**Task instructions**
Retype each entry. Leave every word as it is.

Records from a collection:

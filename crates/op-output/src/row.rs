//! Row shapes shared by every output backend.
//!
//! One snapshot row is emitted per live agent per tick; one summary row is
//! emitted per tick. All three backends (CSV, SQLite, Parquet) write the same
//! two row shapes, so a downstream evaluation tool sees the same columns no
//! matter which backend produced them.

/// One agent's pose and motion at one tick.
///
/// Columns follow §6's minimum set (`Time, XPos, YPos, …`); `agent_id`
/// distinguishes rows belonging to different agents within the one shared
/// stream (see DESIGN.md for why this crate keeps one shared stream rather
/// than a file per agent).
#[derive(Clone, Copy, Debug, PartialEq)]
pub struct AgentSnapshotRow {
    pub tick_ms: i64,
    pub agent_id: u32,
    pub x_pos: f64,
    pub y_pos: f64,
    pub yaw: f64,
    pub velocity_x: f64,
    pub velocity_y: f64,
    pub acceleration: f64,
}

/// One row per tick: wall-clock timestamp, live agent count, and whether a
/// collision has been recorded as of this tick.
#[derive(Clone, Copy, Debug, PartialEq)]
pub struct TickSummaryRow {
    pub tick_ms: i64,
    pub unix_time_secs: i64,
    pub agent_count: u64,
    pub collision: bool,
}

**Result below**
filename crates/op-output/src/row.rs
//! Row shapes shared by every output backend.
//!
//! One snapshot row is emitted per live agent per tick; one summary row is
//! emitted per tick. All three backends (CSV, SQLite, Parquet) write the same
//! two row shapes, so a downstream evaluation tool sees the same columns no
//! matter which backend produced them.

/// One agent's pose and motion at one tick.
///
/// Columns follow §6's minimum set (`Time, XPos, YPos, …`); `agent_id`
/// distinguishes rows belonging to different agents within the one shared
/// stream (see DESIGN.md for why this crate keeps one shared stream rather
/// than a file per agent).
#[derive(Clone, Copy, Debug, PartialEq)]
pub struct AgentSnapshotRow {
    pub tick_ms: i64,
    pub agent_id: u32,
    pub x_pos: f64,
    pub y_pos: f64,
    pub yaw: f64,
    pub velocity_x: f64,
    pub velocity_y: f64,
    pub acceleration: f64,
}

/// One row per tick: wall-clock timestamp, live agent count, and whether a
/// collision has been recorded as of this tick.
#[derive(Clone, Copy, Debug, PartialEq)]
pub struct TickSummaryRow {
    pub tick_ms: i64,
    pub unix_time_secs: i64,
    pub agent_count: u64,
    pub collision: bool,
}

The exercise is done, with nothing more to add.